Dieu sans Dieu

En me promenant au boulevard de Grancy, à Lausanne, j’ai été intrigué par une étrange structure architecturale. Qu’était-ce donc ? Comme il était impossible que ce soit une station intermédiaire de télécabine, j’ai opté pour une entrée de parking souterrain avec kiosque et toilettes publiques. Fort de cette constatation, je m’approche dudit édifice et je constate qu’il s’agit d’un lieu de culte, une City-Church. Quel ne fut pas mon étonnement ! A peine de retour chez moi, je me renseigne sur cette étrange église et je dois constater que ce que l’on y fait me semble à l’image de son architecture : vide et froid.

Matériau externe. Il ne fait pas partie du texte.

mod activation;
mod catalog;
mod commands;
mod config;
mod error;
mod install;
mod inventory;
mod options;
mod platform;
mod resolver;
mod runtime;
mod shell;
mod utils;
mod version;

use clap::{CommandFactory, Parser};
use colored::Colorize;
use options::{Cli, Commands};
use platform::elevate::{ElevatedRunner, SudoRunner};

fn main() {
    let cli = Cli::parse();
    options::verbose::init(cli.verbose);

    match run(cli) {
        Ok(code) => std::process::exit(code),
        Err(err) => {
            if error::is_permission_denied(&err) {
                if let Some(code) = rerun_elevated() {
                    std::process::exit(code);
                }
            }
            eprintln!("{} {:#}", "error:".red(), err);
            std::process::exit(1);
        }
    }
}

fn run(cli: Cli) -> anyhow::Result<i32> {
    if cli.version {
        options::version::show();
        return Ok(0);
    }
    let Some(command) = cli.command else {
        Cli::command().print_help()?;
        println!();
        return Ok(0);
    };

    let mut config = config::Config::load()?;
    let code = match command {
        Commands::Node { command } => commands::run_module(&mut config, "node", command)?,
        Commands::Go { command } => commands::run_module(&mut config, "go", command)?,
        Commands::Setup(selection) => {
            commands::env::setup(&mut config, &selection)?;
            0
        }
        Commands::Teardown(selection) => {
            commands::env::teardown(&config, &selection)?;
            0
        }
        Commands::Config { key, value } => {
            commands::config::execute(&mut config, key, value)?;
            0
        }
        Commands::Version => {
            options::version::show();
            0
        }
    };
    config.save()?;
    Ok(code)
}

/// Runs the whole command again under sudo, once.
fn rerun_elevated() -> Option<i32> {
    let runner = SudoRunner::detect();
    if !runner.available() {
        return None;
    }
    let exe = std::env::current_exe().ok()?;
    let args: Vec<String> = std::iter::once(exe.display().to_string())
        .chain(std::env::args().skip(1))
        .collect();
    match runner.rerun(&args) {
        Ok(code) => Some(code),
        Err(err) => {
            tracing::warn!("elevated retry failed: {err}");
            None
        }
    }
}
pub mod alias;
pub mod config;
pub mod current;
pub mod env;
pub mod exec;
pub mod install;
pub mod list;
pub mod uninstall;
pub mod r#use;

use crate::config::{workspace_version, Config};
use crate::error::SparkError;
use crate::inventory;
use crate::options::ModuleCommands;
use crate::platform::symlink::{FsSymlinks, SymlinkOps};
use crate::resolver::{ResolveOptions, Resolver};
use crate::runtime::{self, Runtime};
use crate::utils::download::HttpClient;
use anyhow::{Context, Result};
use std::path::PathBuf;

/// Runs one `spark <module> ...` command and returns the process exit code.
pub fn run_module(config: &mut Config, name: &str, command: ModuleCommands) -> Result<i32> {
    let runtime = runtime::by_name(name)?;
    let runtime = runtime.as_ref();

    match command {
        ModuleCommands::Install { version, flags } => install::execute(config, runtime, version, flags)?,
        ModuleCommands::Use { version } => r#use::execute(config, runtime, version)?,
        ModuleCommands::List { constraint, all } => list::execute(config, runtime, constraint.as_deref(), all)?,
        ModuleCommands::Uninstall { versions } => uninstall::execute(config, runtime, &versions)?,
        ModuleCommands::Alias { name, version } => alias::execute(config, runtime, name, version)?,
        ModuleCommands::Unalias { name } => alias::remove(config, runtime, &name)?,
        ModuleCommands::Current => current::execute(runtime),
        ModuleCommands::Exec { command } => return exec::execute(config, runtime, None, &command),
        ModuleCommands::Execv { version, command } => {
            return exec::execute(config, runtime, Some(version), &command)
        }
    }
    Ok(0)
}

/// The version given on the command line, or the one pinned in the
/// working directory.
fn requested_version(runtime: &dyn Runtime, version: Option<String>) -> Result<String> {
    if let Some(version) = version.filter(|version| !version.trim().is_empty()) {
        return Ok(version);
    }
    let cwd = std::env::current_dir().context("cannot read the working directory")?;
    workspace_version(runtime, &cwd).ok_or_else(|| {
        anyhow::anyhow!(
            "no version given and no {}.sparkrc in {}",
            runtime.name(),
            cwd.display()
        )
    })
}

fn http_client(config: &Config, runtime: &dyn Runtime) -> Result<HttpClient, SparkError> {
    HttpClient::new(Some(config.http_timeout()?), config.proxy(runtime).as_deref())
}

/// Resolves `token` against the usable local installs.
fn resolve_installed(config: &Config, runtime: &dyn Runtime, token: &str) -> Result<(String, PathBuf)> {
    let home = config.repository(runtime)?;
    let pool = inventory::usable_records(runtime, &home)?;
    let aliases = config.aliases(runtime);
    let record = Resolver::new(runtime, &aliases, ResolveOptions::default())
        .resolve(token, &pool)
        .map_err(|err| match err {
            SparkError::NoMatch(token) => SparkError::NotInstalled(token),
            other => other,
        })?;

    let dir = home.join(&record.label);
    if !runtime.executable(&dir).is_file() {
        return Err(SparkError::NotInstalled(record.label)).with_context(|| {
            format!("run 'spark {} install {token}' first", runtime.name())
        });
    }
    Ok((record.label, dir))
}

/// The version directory the managed symlink points at, if any.
fn active_dir(config: &Config, runtime: &dyn Runtime) -> Result<Option<PathBuf>, SparkError> {
    FsSymlinks.read(&config.symlink(runtime)?)
}

#[cfg(test)]
mod tests {
    use super::*;
    use crate::runtime::node::Node;
    use crate::runtime::Platform;
    use std::fs;

    fn config_with_installs(dir: &std::path::Path, tags: &[&str]) -> Config {
        let mut config = Config::load_from(dir.to_path_buf()).expect("load");
        config.set("NODE_REPOSITORY", &dir.join("repo").display().to_string());
        for tag in tags {
            let bin = dir.join("repo").join(tag).join("bin");
            fs::create_dir_all(&bin).expect("mkdir");
            fs::write(bin.join("node"), "").expect("write");
        }
        config
    }

    #[test]
    fn installed_versions_resolve_through_aliases() {
        let dir = tempfile::tempdir().expect("tempdir");
        let mut config = config_with_installs(dir.path(), &["v18.19.0", "v20.9.0", "v20.11.1"]);
        let node = Node::new(Platform::new("linux", "x86_64"));
        config.set_alias(&node, "work", "20");

        let (tag, path) = resolve_installed(&config, &node, "work").expect("resolve");
        assert_eq!(tag, "v20.11.1");
        assert_eq!(path, dir.path().join("repo/v20.11.1"));
    }

    #[test]
    fn missing_installs_are_not_installed_errors() {
        let dir = tempfile::tempdir().expect("tempdir");
        let config = config_with_installs(dir.path(), &["v20.9.0"]);
        fs::create_dir_all(dir.path().join("repo/v21.0.0")).expect("mkdir");
        let node = Node::new(Platform::new("linux", "x86_64"));

        for token in ["19", "v21.0.0"] {
            let err = resolve_installed(&config, &node, token).expect_err("not installed");
            assert!(
                matches!(err.downcast_ref::<SparkError>(), Some(SparkError::NotInstalled(_))),
                "{token}: {err:#}"
            );
        }
    }

    #[test]
    fn no_symlink_means_no_active_version() {
        let dir = tempfile::tempdir().expect("tempdir");
        let config = Config::load_from(dir.path().to_path_buf()).expect("load");
        let node = Node::new(Platform::new("linux", "x86_64"));
        assert_eq!(active_dir(&config, &node).expect("read"), None);
    }
}
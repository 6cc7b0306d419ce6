use crate::activation::PollSettings;
use crate::error::SparkError;
use crate::resolver::AliasTable;
use crate::runtime::Runtime;
use crate::shell::ShellType;
use crate::utils::expand_home;
use directories::ProjectDirs;
use std::collections::BTreeMap;
use std::fs;
use std::path::{Path, PathBuf};
use std::time::Duration;
use tracing::debug;

pub const TEMP_HOME: &str = "TEMP_HOME";
pub const BACKUP_HOME: &str = "BACKUP_HOME";
pub const PROXY: &str = "PROXY";
pub const SHELL_TYPE: &str = "SHELL_TYPE";
pub const SHELL_CONFIG_PATH: &str = "SHELL_CONFIG_PATH";
pub const ACTIVATION_ATTEMPTS: &str = "ACTIVATION_ATTEMPTS";
pub const ACTIVATION_INTERVAL_MS: &str = "ACTIVATION_INTERVAL_MS";
pub const HTTP_TIMEOUT_SECS: &str = "HTTP_TIMEOUT_SECS";

const ENV_PREFIX: &str = "SPARK_";
const DATA_HOME_ENV: &str = "SPARK_DATA_HOME";
const FILE_NAME: &str = "config.yaml";
const ALIAS_PREFIX: &str = "ALIAS_";
const MODULES: [&str; 2] = ["NODE", "GO"];

/// Every key the `config` command knows about, in display order.
pub fn keys() -> Vec<String> {
    let mut keys: Vec<String> = [TEMP_HOME, BACKUP_HOME, PROXY, SHELL_TYPE, SHELL_CONFIG_PATH]
        .iter()
        .map(|key| key.to_string())
        .collect();
    for module in MODULES {
        for suffix in ["REPOSITORY", "SYMLINK", "MIRROR", "PROXY"] {
            keys.push(format!("{module}_{suffix}"));
        }
    }
    keys.extend([ACTIVATION_ATTEMPTS, ACTIVATION_INTERVAL_MS, HTTP_TIMEOUT_SECS].map(String::from));
    keys
}

/// Upper-cases a key, keeping alias names lower-case.
fn normalize_key(key: &str) -> String {
    let key = key.trim();
    let upper = key.to_uppercase();
    for module in MODULES {
        let prefix = format!("{ALIAS_PREFIX}{module}_");
        if let (true, Some(name)) = (upper.starts_with(&prefix), key.get(prefix.len()..)) {
            return format!("{prefix}{}", name.to_lowercase());
        }
    }
    upper
}

fn module_key(runtime: &dyn Runtime, suffix: &str) -> String {
    format!("{}_{suffix}", runtime.name().to_uppercase())
}

/// User settings, loaded once and saved only when changed.
#[derive(Debug)]
pub struct Config {
    data_home: PathBuf,
    file: PathBuf,
    values: BTreeMap<String, String>,
    dirty: bool,
    env: fn(&str) -> Option<String>,
}

fn process_env(key: &str) -> Option<String> {
    std::env::var(key).ok()
}

impl Config {
    pub fn load() -> Result<Self, SparkError> {
        let data_home = match std::env::var(DATA_HOME_ENV) {
            Ok(home) if !home.trim().is_empty() => expand_home(&home),
            _ => ProjectDirs::from("com", "runtime-spark", "spark")
                .ok_or_else(|| SparkError::Config("cannot determine the data directory".into()))?
                .data_dir()
                .to_path_buf(),
        };
        Self::load_from(data_home)
    }

    pub fn load_from(data_home: PathBuf) -> Result<Self, SparkError> {
        let file = data_home.join(FILE_NAME);
        let values = if file.is_file() {
            parse(&fs::read_to_string(&file)?)
                .map_err(|err| SparkError::Config(format!("{}: {err}", file.display())))?
        } else {
            BTreeMap::new()
        };
        debug!("loaded {} settings from {}", values.len(), file.display());
        Ok(Self {
            data_home,
            file,
            values,
            dirty: false,
            env: process_env,
        })
    }

    /// Reads `SPARK_<KEY>` overrides through `lookup` instead of the process environment.
    #[cfg(test)]
    pub fn with_env(mut self, lookup: fn(&str) -> Option<String>) -> Self {
        self.env = lookup;
        self
    }

    pub fn file(&self) -> &Path {
        &self.file
    }

    /// File value, then `SPARK_<KEY>` from the environment, then the default.
    pub fn get(&self, key: &str) -> Option<String> {
        let key = normalize_key(key);
        self.values
            .get(&key)
            .cloned()
            .or_else(|| {
                (self.env)(&format!("{ENV_PREFIX}{key}"))
                    .map(|value| value.trim().trim_matches(|c: char| c == '"' || c == '\'').to_string())
            })
            .filter(|value| !value.is_empty())
            .or_else(|| self.default_value(&key))
    }

    /// Stores `value` under `key`; an empty value removes the key.
    pub fn set(&mut self, key: &str, value: &str) {
        let key = normalize_key(key);
        let value = value.trim();
        let changed = if value.is_empty() {
            self.values.remove(&key).is_some()
        } else {
            self.values.insert(key, value.to_string()).as_deref() != Some(value)
        };
        self.dirty |= changed;
    }

    pub fn save(&mut self) -> Result<(), SparkError> {
        if !self.dirty {
            return Ok(());
        }
        if let Some(parent) = self.file.parent() {
            fs::create_dir_all(parent)?;
        }
        let content = serde_yaml::to_string(&self.values)
            .map_err(|err| SparkError::Config(format!("cannot serialize settings: {err}")))?;
        fs::write(&self.file, content)?;
        self.dirty = false;
        debug!("saved {}", self.file.display());
        Ok(())
    }

    /// A path setting with `~` expanded.
    pub fn path(&self, key: &str) -> Result<PathBuf, SparkError> {
        self.get(key)
            .map(|value| expand_home(&value))
            .ok_or_else(|| SparkError::Config(format!("{key} is not set")))
    }

    fn default_value(&self, key: &str) -> Option<String> {
        let data = |rel: &str| self.data_home.join(rel).display().to_string();
        let value = match key {
            TEMP_HOME => data("temp"),
            BACKUP_HOME => data("backup"),
            "NODE_REPOSITORY" => data("repository/nodejs"),
            "NODE_SYMLINK" => data("symlink/nodejs"),
            "NODE_MIRROR" => "https://nodejs.org/dist/".to_string(),
            "GO_REPOSITORY" => data("repository/go"),
            "GO_SYMLINK" => data("symlink/go"),
            "GO_MIRROR" => "https://go.dev/dl/".to_string(),
            ACTIVATION_ATTEMPTS => "10".to_string(),
            ACTIVATION_INTERVAL_MS => "500".to_string(),
            HTTP_TIMEOUT_SECS => "30".to_string(),
            _ => return None,
        };
        Some(value)
    }

    fn number(&self, key: &str) -> Result<u64, SparkError> {
        let raw = self.get(key).unwrap_or_default();
        raw.parse()
            .map_err(|_| SparkError::Config(format!("{key} must be a number, got [{raw}]")))
    }

    pub fn repository(&self, runtime: &dyn Runtime) -> Result<PathBuf, SparkError> {
        self.path(&module_key(runtime, "REPOSITORY"))
    }

    pub fn symlink(&self, runtime: &dyn Runtime) -> Result<PathBuf, SparkError> {
        self.path(&module_key(runtime, "SYMLINK"))
    }

    pub fn mirror(&self, runtime: &dyn Runtime) -> Result<String, SparkError> {
        let key = module_key(runtime, "MIRROR");
        self.get(&key)
            .map(|mirror| normalize_mirror(&mirror))
            .ok_or_else(|| SparkError::Config(format!("{key} is not set")))
    }

    /// The module's proxy, falling back to the global one.
    pub fn proxy(&self, runtime: &dyn Runtime) -> Option<String> {
        self.get(&module_key(runtime, "PROXY")).or_else(|| self.get(PROXY))
    }

    pub fn http_timeout(&self) -> Result<Duration, SparkError> {
        Ok(Duration::from_secs(self.number(HTTP_TIMEOUT_SECS)?))
    }

    pub fn poll_settings(&self) -> Result<PollSettings, SparkError> {
        Ok(PollSettings {
            attempts: u32::try_from(self.number(ACTIVATION_ATTEMPTS)?)
                .map_err(|_| SparkError::Config(format!("{ACTIVATION_ATTEMPTS} is too large")))?,
            interval: Duration::from_millis(self.number(ACTIVATION_INTERVAL_MS)?),
        })
    }

    pub fn shell_type(&self) -> Result<ShellType, SparkError> {
        match self.get(SHELL_TYPE) {
            Some(shell) => shell.parse(),
            None => Ok(ShellType::detect()),
        }
    }

    pub fn shell_config_path(&self, shell: ShellType) -> Result<PathBuf, SparkError> {
        match self.get(SHELL_CONFIG_PATH) {
            Some(path) => Ok(expand_home(&path)),
            None => shell.startup_file(),
        }
    }

    /// Persists the detected shell and its startup file on first run.
    pub fn remember_shell(&mut self) -> Result<(), SparkError> {
        if self.values.contains_key(SHELL_TYPE) {
            return Ok(());
        }
        let shell = self.shell_type()?;
        let file = self.shell_config_path(shell)?;
        self.set(SHELL_TYPE, shell.name());
        self.set(SHELL_CONFIG_PATH, &file.display().to_string());
        debug!("detected {shell} with startup file {}", file.display());
        Ok(())
    }

    fn alias_prefix(runtime: &dyn Runtime) -> String {
        format!("{ALIAS_PREFIX}{}_", runtime.name().to_uppercase())
    }

    pub fn aliases(&self, runtime: &dyn Runtime) -> AliasTable {
        let prefix = Self::alias_prefix(runtime);
        self.values
            .iter()
            .filter_map(|(key, value)| {
                let name = key.strip_prefix(&prefix)?;
                Some((name.to_lowercase(), value.clone()))
            })
            .filter(|(_, value)| !value.is_empty())
            .collect()
    }

    pub fn set_alias(&mut self, runtime: &dyn Runtime, name: &str, version: &str) {
        let key = format!("{}{}", Self::alias_prefix(runtime), name.trim().to_lowercase());
        self.values.insert(key.clone(), version.trim().to_string());
        self.dirty = true;
        debug!("alias {key} -> {version}");
    }

    /// Returns whether the alias existed.
    pub fn remove_alias(&mut self, runtime: &dyn Runtime, name: &str) -> bool {
        let key = format!("{}{}", Self::alias_prefix(runtime), name.trim().to_lowercase());
        let removed = self.values.remove(&key).is_some();
        self.dirty |= removed;
        removed
    }
}

fn parse(content: &str) -> Result<BTreeMap<String, String>, serde_yaml::Error> {
    if content.trim().is_empty() {
        return Ok(BTreeMap::new());
    }
    let raw: BTreeMap<String, serde_yaml::Value> = serde_yaml::from_str(content)?;
    Ok(raw
        .into_iter()
        .filter_map(|(key, value)| {
            let value = match value {
                serde_yaml::Value::String(value) => value,
                serde_yaml::Value::Number(number) => number.to_string(),
                serde_yaml::Value::Bool(flag) => flag.to_string(),
                _ => return None,
            };
            Some((normalize_key(&key), value))
        })
        .collect())
}

fn normalize_mirror(mirror: &str) -> String {
    let mirror = mirror.trim();
    if mirror.ends_with('/') {
        mirror.to_string()
    } else {
        format!("{mirror}/")
    }
}

/// Checks a value written through the `config` command. Returns the value to
/// store, or `None` when the key should be cleared.
pub fn validate(key: &str, value: &str) -> Result<Option<String>, SparkError> {
    let key = key.to_uppercase();
    let value = value.trim();
    if !keys().contains(&key) {
        return Err(SparkError::Config(format!("unknown key [{key}]")));
    }
    if value.is_empty() || value.eq_ignore_ascii_case("none") {
        return Ok(None);
    }
    let invalid = |reason: &str| SparkError::Config(format!("{key}: {reason} [{value}]"));

    if key.ends_with("_MIRROR") {
        if !(value.starts_with("http://") || value.starts_with("https://")) {
            return Err(invalid("mirror must be an http(s) url"));
        }
        return Ok(Some(normalize_mirror(value)));
    }
    if key == PROXY || key.ends_with("_PROXY") {
        reqwest::Url::parse(value).map_err(|_| invalid("proxy must be a url"))?;
    } else if key == SHELL_TYPE {
        value.parse::<ShellType>()?;
    } else if [ACTIVATION_ATTEMPTS, ACTIVATION_INTERVAL_MS, HTTP_TIMEOUT_SECS].contains(&key.as_str()) {
        value.parse::<u64>().map_err(|_| invalid("must be a number"))?;
    } else if key.ends_with("_HOME") || key.ends_with("_REPOSITORY") || key.ends_with("_SYMLINK") {
        let path = expand_home(value);
        if path.exists() && !path.is_dir() {
            return Err(invalid("must name a directory"));
        }
    }
    Ok(Some(value.to_string()))
}

/// The version pinned by `<dir>/<module>.sparkrc`, if any.
pub fn workspace_version(runtime: &dyn Runtime, dir: &Path) -> Option<String> {
    let file = dir.join(format!("{}.sparkrc", runtime.name()));
    let content = fs::read_to_string(&file).ok()?;
    let version = content.lines().map(str::trim).find(|line| !line.is_empty() && !line.starts_with('#'))?;
    debug!("{} pins {version}", file.display());
    Some(version.to_string())
}
use crate::config::Config;
use crate::error::SparkError;
use crate::options::ModuleSelection;
use crate::platform::default_installer;
use crate::platform::symlink::{FsSymlinks, SymlinkOps};
use crate::runtime::{self, placeholder, Runtime};
use crate::shell::EnvPatch;
use anyhow::{bail, Context, Result};
use colored::Colorize;
use tracing::debug;

const SPARK_HOME: &str = "SPARK_HOME";

fn selected(selection: &ModuleSelection) -> Result<Vec<Box<dyn Runtime>>> {
    if selection.all {
        return Ok(runtime::all());
    }
    if selection.modules.is_empty() {
        bail!("name at least one module, or pass --all");
    }
    Ok(selection
        .modules
        .iter()
        .map(|name| runtime::by_name(name))
        .collect::<Result<Vec<_>, SparkError>>()?)
}

fn merged_patch(config: &Config, runtimes: &[Box<dyn Runtime>]) -> Result<EnvPatch> {
    let mut patch = EnvPatch::default();
    for runtime in runtimes {
        let module = runtime.env_patch(&config.symlink(runtime.as_ref())?);
        for (key, value) in module.set_vars {
            patch.set(&key, value);
        }
        for token in module.path_additions {
            patch.add_path(token);
        }
    }
    Ok(patch)
}

/// Writes the selected modules' variables into the user's environment.
pub fn setup(config: &mut Config, selection: &ModuleSelection) -> Result<()> {
    let runtimes = selected(selection)?;
    config.remember_shell()?;
    let mut patch = merged_patch(config, &runtimes)?;

    if which::which("spark").is_err() {
        let exe = std::env::current_exe().context("cannot locate the spark executable")?;
        if let Some(dir) = exe.parent() {
            debug!("spark is not on PATH, adding {}", dir.display());
            patch.set(SPARK_HOME, dir.display().to_string());
            patch.add_path(placeholder(SPARK_HOME, &[]));
        }
    }

    let installer = default_installer(config)?;
    installer.install(&patch).context("setup error")?;
    for runtime in &runtimes {
        println!("{} environment installed", runtime.display_name().green());
    }
    println!("Run '{}' or restart the terminal to apply it", installer.reload_hint());
    Ok(())
}

/// Removes the selected modules' variables and their managed symlinks.
pub fn teardown(config: &Config, selection: &ModuleSelection) -> Result<()> {
    let runtimes = selected(selection)?;
    let patch = merged_patch(config, &runtimes)?;
    let mut keys = patch.keys();
    let mut paths = patch.path_additions;
    if selection.all {
        keys.push(SPARK_HOME.to_string());
        paths.push(placeholder(SPARK_HOME, &[]));
    }

    let installer = default_installer(config)?;
    installer.uninstall(&keys, &paths).context("teardown error")?;
    for runtime in &runtimes {
        let link = config.symlink(runtime.as_ref())?;
        FsSymlinks
            .remove(&link)
            .with_context(|| format!("remove {} error", link.display()))?;
        println!("{} environment removed", runtime.display_name().green());
    }
    println!("Run '{}' or restart the terminal to apply it", installer.reload_hint());
    Ok(())
}
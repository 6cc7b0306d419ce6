use crate::error::SparkError;
use crate::runtime::Runtime;
use crate::version::VersionRecord;
use chrono::{DateTime, Local};
use std::fs;
use std::io::ErrorKind;
use std::path::{Path, PathBuf};

/// A version directory under a module's repository.
#[derive(Debug, Clone)]
pub struct InstalledVersion {
    pub record: VersionRecord,
    pub path: PathBuf,
    pub installed_at: Option<DateTime<Local>>,
}

/// Directories under `home` named by a parseable canonical tag, newest first.
/// Directories without the runtime's executable are included; callers that
/// need a usable install check [`Runtime::executable`].
pub fn installed_versions(runtime: &dyn Runtime, home: &Path) -> Result<Vec<InstalledVersion>, SparkError> {
    let entries = match fs::read_dir(home) {
        Ok(entries) => entries,
        Err(err) if err.kind() == ErrorKind::NotFound => return Ok(Vec::new()),
        Err(err) => return Err(err.into()),
    };

    let mut versions = Vec::new();
    for entry in entries {
        let entry = entry?;
        let metadata = entry.metadata()?;
        if !metadata.is_dir() {
            continue;
        }
        let name = entry.file_name().to_string_lossy().into_owned();
        if !name.starts_with(runtime.prefix()) {
            continue;
        }
        let Some(semantic) = runtime.parse(&name) else {
            continue;
        };
        versions.push(InstalledVersion {
            record: VersionRecord::new(name, semantic),
            path: entry.path(),
            installed_at: metadata.modified().ok().map(DateTime::<Local>::from),
        });
    }
    versions.sort_by(|a, b| b.record.semantic.cmp(&a.record.semantic));
    Ok(versions)
}

/// The installed versions as a resolver pool, keeping only usable installs.
pub fn usable_records(runtime: &dyn Runtime, home: &Path) -> Result<Vec<VersionRecord>, SparkError> {
    Ok(installed_versions(runtime, home)?
        .into_iter()
        .filter(|installed| runtime.executable(&installed.path).is_file())
        .map(|installed| installed.record)
        .collect())
}

#[cfg(test)]
mod tests {
    use super::*;
    use crate::runtime::go::Go;
    use crate::runtime::Platform;

    #[test]
    fn lists_parseable_directories_newest_first() {
        let dir = tempfile::tempdir().expect("tempdir");
        for name in ["go1.21.5", "go1.22.0", "go1.9", "gotip", "notes"] {
            fs::create_dir_all(dir.path().join(name)).expect("mkdir");
        }
        fs::write(dir.path().join("go1.23.0"), "").expect("file");
        fs::create_dir_all(dir.path().join("go1.22.0/bin")).expect("mkdir");
        fs::write(dir.path().join("go1.22.0/bin/go"), "").expect("write");

        let go = Go::new(Platform::new("linux", "x86_64"));
        let versions = installed_versions(&go, dir.path()).expect("list");
        let labels: Vec<&str> = versions.iter().map(|v| v.record.label.as_str()).collect();
        assert_eq!(labels, ["go1.22.0", "go1.21.5", "go1.9"]);
        assert!(versions[0].installed_at.is_some());

        let usable = usable_records(&go, dir.path()).expect("usable");
        assert_eq!(usable.len(), 1);
        assert_eq!(usable[0].label, "go1.22.0");
    }

    #[test]
    fn missing_repository_is_empty() {
        let dir = tempfile::tempdir().expect("tempdir");
        let go = Go::new(Platform::new("linux", "x86_64"));
        assert!(installed_versions(&go, &dir.path().join("absent")).expect("list").is_empty());
    }
}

Une architecture qui veut tout dire

De quoi à l’air ce lieu ? Une chapelle ronde et dépouillée ressemblant à une salle de gymnastique, une salle de méditation aussi vide et terne qu’une salle polyvalente, des salles de rencontres et des espaces pour entretiens individuels.

Est-ce bien sérieux ?

La City-Church est présentée dans une vidéo de moins de quatre minutes. En la regardant, je suis pris entre tristesse et colère. J’ai envie de crier ces paroles venant d’un autre temps : Deus Vult ou Montjoie ! Saint Denis !

Dans cette vidéo, on entend, tel un mantra, les mots « intériorité », « recentrer », « chercheur de sens ». La religion présentée ici n’est pas la religion du Dieu qui se fait homme mais bien celle de l’homme qui s’imagine et se pense Dieu. Cela n’a rien à voir avec le christianisme, c’est même son inversion. En fait, nous sommes devant une bouillabaisse psycho-affective de développement personnel.

Ce lieu est pensé et conçu comme un « laboratoire à travers des expositions et des conférences ». Bien plus, pour être certain de plaire et d’être efficace, une chargée de projets culturels y a été engagée. Cette dernière nous apprend, entre autres, que tout un chacun pourra « valoriser le moment » et « le lien avec notre propre corps ». Cela ne s’invente pas !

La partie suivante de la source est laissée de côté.